I confess...one of my pet peeves is hypocrisy. Which means I get especially peeved when I exhibit it myself. It doesn't fit the textbook definition of hypocrisy, but I still feel like a bit of a hypocrite when it comes to my thoughts on education.

I've been back in my childhood home recently, after leaving for college 15 years ago. I've reconnected with a few people and have also "met" other people who had gone to school with me. It doesn't surprise me when I don't know my former classmates....I graduated in a class of 800...and we were a smaller class than many in the 10-12th grade high school. Further exacerbating the size issue is the fact that the school was VERY tracked, especially at the far ends of the bell curve. I took mostly honors classes which meant I really saw about 80 of the 800 members of the Class of 95 on a regular basis.

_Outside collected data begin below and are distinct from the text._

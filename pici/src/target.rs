//! Resize targets.

use std::fmt;
use std::path::PathBuf;
use std::str::FromStr;

use pici_shared::ByteSize;
use pici_shared::errors::{PiciError, PiciResult};

use crate::oracle::SizeOracle;

/// What the root volume should grow to.
#[derive(Debug, Clone, PartialEq, Eq)]
pub enum TargetSpec {
    /// An explicit capacity.
    Bytes(ByteSize),
    /// The capacity of a physical storage device.
    Device(PathBuf),
}

impl TargetSpec {
    /// Turn the target into a sector-aligned byte count.
    pub fn resolve(&self, oracle: &SizeOracle<'_>) -> PiciResult<ByteSize> {
        let size = match self {
            TargetSpec::Bytes(size) => *size,
            TargetSpec::Device(path) => oracle.device_size(path)?,
        };
        let aligned = size.align_down_to_sector();
        if aligned != size {
            tracing::info!("Target {} aligned down to {}", size, aligned);
        }
        Ok(aligned)
    }
}

/// Anything with a `/` is a device path, everything else a size literal.
impl FromStr for TargetSpec {
    type Err = PiciError;

    fn from_str(s: &str) -> Result<Self, Self::Err> {
        if s.contains('/') {
            Ok(TargetSpec::Device(PathBuf::from(s)))
        } else {
            s.parse().map(TargetSpec::Bytes)
        }
    }
}

impl fmt::Display for TargetSpec {
    fn fmt(&self, f: &mut fmt::Formatter<'_>) -> fmt::Result {
        match self {
            TargetSpec::Bytes(size) => fmt::Display::fmt(size, f),
            TargetSpec::Device(path) => write!(f, "device {}", path.display()),
        }
    }
}

#[cfg(test)]
mod tests {
    use std::cell::Cell;

    use super::*;
    use crate::runner::{CommandRunner, ToolCommand};

    struct Blockdev {
        reply: &'static str,
        calls: Cell<usize>,
    }

    impl CommandRunner for Blockdev {
        fn run(&self, command: &ToolCommand) -> PiciResult<String> {
            assert_eq!(command.program(), "blockdev");
            self.calls.set(self.calls.get() + 1);
            Ok(self.reply.to_string())
        }
    }

    #[test]
    fn test_parse() {
        assert_eq!(
            "8G".parse::<TargetSpec>().unwrap(),
            TargetSpec::Bytes(ByteSize::from_gib(8))
        );
        assert_eq!(
            "/dev/mmcblk0".parse::<TargetSpec>().unwrap(),
            TargetSpec::Device(PathBuf::from("/dev/mmcblk0"))
        );
        assert!(matches!(
            "mmcblk0".parse::<TargetSpec>(),
            Err(PiciError::InvalidSize(_))
        ));
    }

    #[test]
    fn test_resolve_bytes_skips_tools() {
        let runner = Blockdev {
            reply: "",
            calls: Cell::new(0),
        };
        let oracle = SizeOracle::new(&runner);
        let size = TargetSpec::Bytes(ByteSize::from_bytes(4096 + 100))
            .resolve(&oracle)
            .unwrap();
        assert_eq!(size.as_u64(), 4096);
        assert_eq!(runner.calls.get(), 0);
    }

    #[test]
    fn test_resolve_device() {
        let runner = Blockdev {
            reply: "31914983424\n",
            calls: Cell::new(0),
        };
        let oracle = SizeOracle::new(&runner);
        let size = TargetSpec::Device(PathBuf::from("/dev/mmcblk0"))
            .resolve(&oracle)
            .unwrap();
        assert_eq!(size.as_u64(), 31914983424);
        assert_eq!(runner.calls.get(), 1);
    }
}
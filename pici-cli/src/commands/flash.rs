use std::path::PathBuf;

use clap::Args;
use pici::{ImageTransfer, SystemRunner};

#[derive(Args, Debug)]
pub struct FlashArgs {
    /// Skip the confirmation prompt
    #[arg(short, long)]
    pub yes: bool,

    /// Storage device to write to
    #[arg(short, long, env = "STORAGE_PATH", default_value = "/dev/mmcblk0")]
    pub storage: PathBuf,
}

pub fn execute(args: FlashArgs, global: &crate::cli::GlobalFlags) -> anyhow::Result<()> {
    let layout = global.layout();
    layout.require_volume()?;

    let runner = SystemRunner::new();
    ImageTransfer::new(&runner, super::confirmer(args.yes))
        .flash(&layout.image(), &args.storage)?;
    Ok(())
}
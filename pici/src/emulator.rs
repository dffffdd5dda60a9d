//! `qemu-system-aarch64` launch command.

use crate::layout::DistLayout;
use crate::runner::ToolCommand;

const QEMU_SYSTEM: &str = "qemu-system-aarch64";

/// Kernel command line: root on the second virtio partition.
const KERNEL_APPEND: &str = "rw console=ttyAMA0 root=/dev/vda2 rootfstype=ext4 rootdelay=1 loglevel=2";

/// Guest port forwarded to the host SSH port.
const GUEST_SSH_PORT: u16 = 22;

/// Machine settings for the emulated board.
#[derive(Clone, Debug, PartialEq, Eq)]
pub struct EmulatorConfig {
    /// QEMU machine type (default: virt)
    pub machine: String,

    /// CPU model (default: cortex-a53)
    pub cpu: String,

    /// Guest memory, in QEMU `-m` syntax (default: 1G)
    pub memory: String,

    /// Number of CPUs (default: 4)
    pub smp: u8,

    /// Host port forwarded to guest SSH (default: 2222)
    pub ssh_port: u16,
}

impl Default for EmulatorConfig {
    fn default() -> Self {
        Self {
            machine: "virt".to_string(),
            cpu: "cortex-a53".to_string(),
            memory: "1G".to_string(),
            smp: 4,
            ssh_port: 2222,
        }
    }
}

impl EmulatorConfig {
    /// Build the emulator invocation for the files in `layout`.
    ///
    /// The console is attached to the terminal, so the command streams.
    pub fn command(&self, layout: &DistLayout) -> ToolCommand {
        let image = layout.image_path();
        let kernel = layout.kernel_path();

        let mut cmd = ToolCommand::mutate(QEMU_SYSTEM)
            .args(["-machine", self.machine.as_str()])
            .args(["-cpu", self.cpu.as_str()])
            .args(["-m", self.memory.as_str()])
            .arg("-smp")
            .arg(self.smp.to_string())
            .arg("-kernel")
            .arg(kernel.to_string_lossy());
        if let Some(dtb) = layout.dtb_path() {
            cmd = cmd.arg("-dtb").arg(dtb.to_string_lossy());
        }
        cmd.args(["-append", KERNEL_APPEND])
            .arg("-drive")
            .arg(format!(
                "file={},format=qcow2,id=hd0,if=none,cache=writeback",
                image.display()
            ))
            .args(["-device", "virtio-blk,drive=hd0,bootindex=0"])
            .arg("-netdev")
            .arg(format!(
                "user,id=mynet,hostfwd=tcp::{}-:{}",
                self.ssh_port, GUEST_SSH_PORT
            ))
            .args(["-device", "virtio-net-pci,netdev=mynet"])
            .args(["-nographic", "-no-reboot"])
            .streaming()
    }
}

#[cfg(test)]
mod tests {
    use super::*;

    #[test]
    fn test_command() {
        let layout = DistLayout::new("/dist", "/base", "distro.qcow2", "kernel.img");
        let cmd = EmulatorConfig {
            ssh_port: 2022,
            ..Default::default()
        }
        .command(&layout);

        assert_eq!(cmd.program(), "qemu-system-aarch64");
        assert!(cmd.is_streaming());
        let args = cmd.arguments();
        let after = |flag: &str| {
            let i = args.iter().position(|a| a == flag).unwrap();
            args[i + 1].clone()
        };
        assert_eq!(after("-machine"), "virt");
        assert_eq!(after("-smp"), "4");
        assert_eq!(after("-kernel"), "/dist/kernel.img");
        assert_eq!(
            after("-drive"),
            "file=/dist/distro.qcow2,format=qcow2,id=hd0,if=none,cache=writeback"
        );
        assert_eq!(after("-netdev"), "user,id=mynet,hostfwd=tcp::2022-:22");
        assert!(!args.iter().any(|a| a == "-dtb"));
    }

    #[test]
    fn test_command_with_dtb() {
        let layout = DistLayout::new("/dist", "/base", "distro.qcow2", "kernel.img")
            .with_dtb("bcm2710-rpi-3-b.dtb");
        let cmd = EmulatorConfig::default().command(&layout);
        assert!(cmd.command_line().contains("-dtb /dist/bcm2710-rpi-3-b.dtb"));
    }
}
//! Test doubles for the `pici` library.
//!
//! [`ScriptedRunner`] stands in for the external tools and records every
//! command it is handed. [`ScriptedConfirm`] answers prompts with a fixed
//! answer.

use std::cell::RefCell;
use std::fs;
use std::path::{Path, PathBuf};

use pici::{CommandRunner, Confirm, PiciError, PiciResult, ToolCommand};

enum Reply {
    Output(String),
    Failure { status: i32, diagnostic: String },
}

struct Rule {
    program: String,
    needle: String,
    reply: Reply,
    once: bool,
}

impl Rule {
    fn matches(&self, command: &ToolCommand) -> bool {
        command.program() == self.program && command.command_line().contains(&self.needle)
    }
}

/// A [`CommandRunner`] that answers from a script.
///
/// Rules are tried in the order they were added; the first rule whose
/// program matches and whose needle occurs in the command line wins.
/// Commands no rule matches succeed with empty output.
#[derive(Default)]
pub struct ScriptedRunner {
    rules: RefCell<Vec<Rule>>,
    calls: RefCell<Vec<ToolCommand>>,
}

impl ScriptedRunner {
    pub fn new() -> Self {
        Self::default()
    }

    fn push(&self, program: &str, needle: &str, reply: Reply, once: bool) {
        self.rules.borrow_mut().push(Rule {
            program: program.to_string(),
            needle: needle.to_string(),
            reply,
            once,
        });
    }

    /// Answer every matching command with `output`.
    pub fn reply(self, program: &str, needle: &str, output: impl Into<String>) -> Self {
        self.push(program, needle, Reply::Output(output.into()), false);
        self
    }

    /// Answer the next matching command with `output`, then drop the rule.
    pub fn reply_once(self, program: &str, needle: &str, output: impl Into<String>) -> Self {
        self.push(program, needle, Reply::Output(output.into()), true);
        self
    }

    /// Fail every matching command with exit `status`.
    pub fn fail(self, program: &str, needle: &str, status: i32, diagnostic: &str) -> Self {
        self.push(
            program,
            needle,
            Reply::Failure {
                status,
                diagnostic: diagnostic.to_string(),
            },
            false,
        );
        self
    }

    /// Every command run so far, in order.
    pub fn calls(&self) -> Vec<ToolCommand> {
        self.calls.borrow().clone()
    }

    pub fn command_lines(&self) -> Vec<String> {
        self.calls.borrow().iter().map(|c| c.command_line()).collect()
    }

    /// True if any command line run so far contains `needle`.
    pub fn ran(&self, needle: &str) -> bool {
        self.calls
            .borrow()
            .iter()
            .any(|c| c.command_line().contains(needle))
    }
}

impl CommandRunner for ScriptedRunner {
    fn run(&self, command: &ToolCommand) -> PiciResult<String> {
        self.calls.borrow_mut().push(command.clone());

        let mut rules = self.rules.borrow_mut();
        let Some(index) = rules.iter().position(|r| r.matches(command)) else {
            return Ok(String::new());
        };

        let result = match &rules[index].reply {
            Reply::Output(out) => Ok(out.clone()),
            Reply::Failure { status, diagnostic } => Err(PiciError::ExternalTool {
                command: command.command_line(),
                status: Some(*status),
                diagnostic: diagnostic.clone(),
            }),
        };
        if rules[index].once {
            rules.remove(index);
        }
        result
    }
}

/// A [`Confirm`] with a fixed answer that records the prompts it saw.
pub struct ScriptedConfirm {
    answer: bool,
    prompts: RefCell<Vec<(String, Option<bool>)>>,
}

impl ScriptedConfirm {
    pub fn yes() -> Self {
        Self::answering(true)
    }

    pub fn no() -> Self {
        Self::answering(false)
    }

    fn answering(answer: bool) -> Self {
        Self {
            answer,
            prompts: RefCell::new(Vec::new()),
        }
    }

    /// Prompts asked so far, with the default each was asked with.
    pub fn prompts(&self) -> Vec<(String, Option<bool>)> {
        self.prompts.borrow().clone()
    }
}

impl Confirm for ScriptedConfirm {
    fn confirm(&self, prompt: &str, default: Option<bool>) -> PiciResult<bool> {
        self.prompts.borrow_mut().push((prompt.to_string(), default));
        Ok(self.answer)
    }
}

/// `guestfish part-list` output for a two-partition disk whose last
/// partition ends right before byte `extent`.
pub fn part_list_output(extent: u64) -> String {
    format!(
        "[0] = {{\n  part_num: 1\n  part_start: 4194304\n  part_end: 272629759\n  part_size: 268435456\n}}\n\
         [1] = {{\n  part_num: 2\n  part_start: 272629760\n  part_end: {}\n  part_size: {}\n}}\n",
        extent - 1,
        extent - 272629760
    )
}

/// `qemu-img info --output=json` output for a qcow2 image.
pub fn image_info_output(virtual_size: u64) -> String {
    format!(r#"{{"virtual-size": {virtual_size}, "format": "qcow2", "actual-size": 1048576}}"#)
}

/// `guestfish tune2fs-l` output with the given block count and 4 KiB blocks.
pub fn tune2fs_output(block_count: u64) -> String {
    format!(
        "Filesystem volume name: rootfs\nBlock count: {block_count}\nBlock size: 4096\nFree blocks: 0\n"
    )
}

/// A placeholder image file under `dir`; enough for existence checks.
pub fn fake_image(dir: &Path, name: &str) -> PathBuf {
    let path = dir.join(name);
    fs::write(&path, b"QFI\xfb").expect("write placeholder image");
    path
}

/// A scratch directory for one test.
pub fn temp_dir() -> tempfile::TempDir {
    tempfile::Builder::new()
        .prefix("pici-test-")
        .tempdir()
        .expect("create temp dir")
}
//! Growth plan execution.

use pici_shared::ByteSize;
use pici_shared::errors::{PiciError, PiciResult};

use crate::confirm::{self, Confirm};
use crate::disk::{ImageDescriptor, guestfish, qemu_img};
use crate::oracle::SizeOracle;
use crate::planner::{self, GrowthPlan, GrowthStep};
use crate::runner::{CommandRunner, ToolCommand};
use crate::target::TargetSpec;

const RESIZE_PROMPT: &str = "Resizing can damage the image, make sure to make a backup. Continue?";

/// Runs the steps of a [`GrowthPlan`] against one image.
pub struct ResizeOrchestrator<'a> {
    runner: &'a dyn CommandRunner,
    confirm: &'a dyn Confirm,
}

impl<'a> ResizeOrchestrator<'a> {
    pub fn new(runner: &'a dyn CommandRunner, confirm: &'a dyn Confirm) -> Self {
        Self { runner, confirm }
    }

    /// Execute `plan` in order, stopping at the first failing step.
    ///
    /// Nothing is rolled back. A partially applied plan leaves the image in
    /// a state the planner can pick up again.
    pub fn execute(&self, plan: &GrowthPlan, image: &ImageDescriptor) -> PiciResult<()> {
        if plan.is_empty() {
            tracing::info!("Image is already the requested size");
            return Ok(());
        }

        confirm::require(self.confirm, RESIZE_PROMPT, None)?;

        for step in plan.steps() {
            tracing::info!("Running {}", step);
            self.runner
                .run(&step_command(step, image))
                .map_err(|source| PiciError::Step {
                    step: step.name(),
                    source: Box::new(source),
                })?;
        }
        Ok(())
    }
}

fn step_command(step: &GrowthStep, image: &ImageDescriptor) -> ToolCommand {
    match step {
        GrowthStep::GrowVirtualDisk { tier } => qemu_img::resize(image, tier.size()),
        // part-resize takes the last sector inclusive.
        GrowthStep::GrowPartitionAndFilesystem { end_sector } => {
            guestfish::grow_root(image, end_sector.saturating_sub(1))
        }
    }
}

/// Grow `image` to `target`: read sizes, plan, confirm, execute, verify.
///
/// Returns the executed plan.
pub fn resize_image(
    runner: &dyn CommandRunner,
    confirm: &dyn Confirm,
    image: &ImageDescriptor,
    target: &TargetSpec,
) -> PiciResult<GrowthPlan> {
    if !image.exists() {
        return Err(PiciError::MissingImage(image.path().to_path_buf()));
    }

    let oracle = SizeOracle::new(runner);
    let target = target.resolve(&oracle)?;
    let current = oracle.image_sizes(image)?;
    tracing::info!(
        "Current filesystem size: {}, virtual disk size: {}",
        current.filesystem,
        current.virtual_size
    );

    let plan = planner::plan(current.filesystem, current.virtual_size, target)?;
    ResizeOrchestrator::new(runner, confirm).execute(&plan, image)?;

    if !plan.is_empty() && !runner.is_dry_run() {
        verify(&oracle, image, plan.projected(current).filesystem)?;
    }
    Ok(plan)
}

/// Re-read the occupied size after a resize. A mismatch is only reported.
fn verify(oracle: &SizeOracle<'_>, image: &ImageDescriptor, expected: ByteSize) -> PiciResult<()> {
    let actual = oracle.filesystem_occupied_size(image)?;
    if actual == expected {
        tracing::info!("Image resized, filesystem now {}", actual);
    } else {
        tracing::warn!(
            "Filesystem reports {} after resize, expected {}",
            actual,
            expected
        );
    }
    Ok(())
}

I benefited hugely from tracking. I had excellent teachers, many with graduate degrees, and smaller class sizes than the "average" courses. I took some classes at "regular" level to help stay sane and even as a teen noticed the discrepancy in the education provided. My honors classes sometimes resembled college courses in the expectations and content. I got a great education in them (and that's on top of being in a high-quality school district).

But I feel conflicted because I see that tracking can be so dangerous. It limits the educational opportunities of so many, including students who could really shine if given the right teachers (I am NOT saying there aren't GREAT teachers at all levels...totally generalizing here folks). I also know that tracking begins very early and becomes self-fulfilling. I took an education class and observed a first-grade classroom where the advanced reading group tended to be female and white, while all the minority boys were in the lower group. I worried that those labels would stay forever and that the children would be limited by them. I joke that my educational fate was determined because I was good at blocks and it just evolved from there (okay, no idea if I was good at blocks...but you get the idea).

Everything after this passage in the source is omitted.